Tornando al cambiamento in atto nelle attività produttive, non mancano naturalmente idee innovative in campo medico. Carlo Ratti, ad esempio, ha promosso e realizzato il progetto no-profit ed open-source “CURA” (Connected Units for Respiratory Ailments), che consente di riutilizzare dei container per creare speciali moduli ad elevato biocontenimento che possono essere rapidamente realizzati e messi in funzione nelle città di tutto il mondo, rispondendo prontamente alla carenza di spazi di terapia intensiva negli ospedali.
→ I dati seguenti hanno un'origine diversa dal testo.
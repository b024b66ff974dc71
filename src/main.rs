//! Pariyesana - Pali Text Search Engine
//! Command-line front end for searching plain-text documents

use anyhow::{Context, Result};
use clap::Parser;
use serde::Serialize;

use pariyesana_lib::{
    DocumentTree, FindManager, MemorySettings, NullViewport, HIGHLIGHT_CLASS,
};

#[derive(Parser)]
#[command(name = "pariyesana", about = "Accent-folded text search over a document", version)]
struct Args {
    /// Plain-text file to search; blank lines separate paragraphs
    file: std::path::PathBuf,

    /// Search term (2 characters minimum)
    term: String,

    /// Match diacritics exactly instead of folding them
    #[arg(long)]
    no_accent_fold: bool,

    /// Case-sensitive matching
    #[arg(long)]
    case_sensitive: bool,

    /// Emit results as JSON
    #[arg(long)]
    json: bool,
}

#[derive(Serialize)]
struct MatchOutput {
    text: String,
    paragraph: usize,
}

#[derive(Serialize)]
struct SearchOutput {
    term: String,
    counter: String,
    total: usize,
    error: Option<String>,
    matches: Vec<MatchOutput>,
}

/// Build a document tree from plain text: one `<p>` per blank-line
/// separated paragraph.
fn document_from_text(text: &str) -> DocumentTree {
    let mut doc = DocumentTree::new("div");
    for paragraph in text.split("\n\n") {
        let trimmed = paragraph.trim_end_matches('\n');
        if trimmed.is_empty() {
            continue;
        }
        let p = doc.append_element(doc.root(), "p", "");
        doc.append_text(p, trimmed);
    }
    doc
}

/// Paragraph ordinal of a marker: which `<p>` under the root holds it.
fn paragraph_of(doc: &DocumentTree, marker: usize) -> usize {
    let mut node = marker;
    while let Some(parent) = doc.node(node).parent {
        if parent == doc.root() {
            return doc
                .node(doc.root())
                .children
                .iter()
                .position(|&c| c == node)
                .unwrap_or(0);
        }
        node = parent;
    }
    0
}

fn main() -> Result<()> {
    tracing_subscriber::fmt::init();
    let args = Args::parse();

    let text = std::fs::read_to_string(&args.file)
        .with_context(|| format!("Failed to read {:?}", args.file))?;

    let mut manager = FindManager::new(
        document_from_text(&text),
        Box::new(MemorySettings::new()),
        Box::new(NullViewport),
    );
    if args.no_accent_fold {
        manager.set_accent_fold(false);
    }
    if args.case_sensitive {
        manager.set_case_sensitive(true);
    }

    manager.search(&args.term);

    let doc = manager.document();
    let matches: Vec<MatchOutput> = doc
        .elements_with_class(HIGHLIGHT_CLASS)
        .into_iter()
        .map(|marker| MatchOutput {
            text: doc.subtree_text(marker),
            paragraph: paragraph_of(doc, marker),
        })
        .collect();

    let output = SearchOutput {
        term: args.term.clone(),
        counter: manager.bar().counter().to_string(),
        total: matches.len(),
        error: manager.bar().error().map(str::to_string),
        matches,
    };

    if args.json {
        println!("{}", serde_json::to_string_pretty(&output)?);
        return Ok(());
    }

    if let Some(error) = &output.error {
        println!("{}", error);
        return Ok(());
    }
    println!("Matches: {} ({})", output.total, output.counter);
    for m in &output.matches {
        println!("  [paragraph {}] {}", m.paragraph, m.text);
    }

    Ok(())
}

#[cfg(test)]
mod tests {
    use super::*;

    #[test]
    fn test_document_from_text_splits_paragraphs() {
        let doc = document_from_text("first paragraph\n\nsecond paragraph\n");
        assert_eq!(doc.node(doc.root()).children.len(), 2);
        assert_eq!(doc.text_content(), "first paragraphsecond paragraph");
    }

    #[test]
    fn test_paragraph_of_marker() {
        let mut manager = FindManager::new(
            document_from_text("nothing here\n\nsati appears here"),
            Box::new(MemorySettings::new()),
            Box::new(NullViewport),
        );
        manager.search("sati");

        let doc = manager.document();
        let markers = doc.elements_with_class(HIGHLIGHT_CLASS);
        assert_eq!(markers.len(), 1);
        assert_eq!(paragraph_of(doc, markers[0]), 1);
    }
}
//! Key-value preference store.
//!
//! The host injects the store at construction so the engine never owns
//! a global; values are plain strings with no cross-restart guarantee.

use std::collections::HashMap;

pub const SETTING_SEARCH_TERM: &str = "find.search_term";
pub const SETTING_ACCENT_FOLD: &str = "find.accent_fold";
pub const SETTING_CASE_SENSITIVE: &str = "find.case_sensitive";

pub trait SettingsStore {
    fn get(&self, key: &str) -> Option<String>;
    fn set(&mut self, key: &str, value: &str);
}

/// Process-lifetime in-memory store.
#[derive(Debug, Default)]
pub struct MemorySettings {
    values: HashMap<String, String>,
}

impl MemorySettings {
    pub fn new() -> Self {
        Self::default()
    }
}

impl SettingsStore for MemorySettings {
    fn get(&self, key: &str) -> Option<String> {
        self.values.get(key).cloned()
    }

    fn set(&mut self, key: &str, value: &str) {
        self.values.insert(key.to_string(), value.to_string());
    }
}

pub fn get_bool(store: &dyn SettingsStore, key: &str, default: bool) -> bool {
    match store.get(key) {
        Some(v) => v == "true",
        None => default,
    }
}

pub fn set_bool(store: &mut dyn SettingsStore, key: &str, value: bool) {
    store.set(key, if value { "true" } else { "false" });
}

#[cfg(test)]
mod tests {
    use super::*;

    #[test]
    fn test_memory_store_roundtrip() {
        let mut store = MemorySettings::new();
        assert_eq!(store.get(SETTING_SEARCH_TERM), None);

        store.set(SETTING_SEARCH_TERM, "viññāṇaṁ");
        assert_eq!(store.get(SETTING_SEARCH_TERM).as_deref(), Some("viññāṇaṁ"));

        store.set(SETTING_SEARCH_TERM, "sati");
        assert_eq!(store.get(SETTING_SEARCH_TERM).as_deref(), Some("sati"));
    }

    #[test]
    fn test_bool_helpers() {
        let mut store = MemorySettings::new();
        assert!(get_bool(&store, SETTING_ACCENT_FOLD, true));
        assert!(!get_bool(&store, SETTING_CASE_SENSITIVE, false));

        set_bool(&mut store, SETTING_ACCENT_FOLD, false);
        assert!(!get_bool(&store, SETTING_ACCENT_FOLD, true));

        // Unexpected stored values read as false, not as an error.
        store.set(SETTING_CASE_SENSITIVE, "yes");
        assert!(!get_bool(&store, SETTING_CASE_SENSITIVE, false));
    }
}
Idea intelligente e meritoria.

Ho infine il piacere di ricordare, tra le tante, l’iniziativa del dott. Renato Favero e dell’imprenditore Cristian Fracassi, che hanno inventato, realizzato e diffuso gli ormai famosi adattatori che consentono di trasformare le moderne maschere da snorkeling in maschere ospedaliere per favorire la respirazione a supporto dei malati di coronavirus. Una iniziativa da lodare, sia per l’intuizione del primario che per la prontezza e la disponibilità dell’imprenditore nel darle forma. Iniziativa che ha consentito, possiamo dire, proprio di far “respirare” le strutture sanitarie lombarde (e non solo) in questo momento critico.

In questo periodo di emergenza provocato dalla pandemia da Covid19, sembra a tutti noi di essere con la testa sott’acqua. Ma, aiutandoci, ci doteremo delle “maschere” (idee, comportamenti ed azioni) che ci faranno respirare, per tutto il tempo che sarà necessario.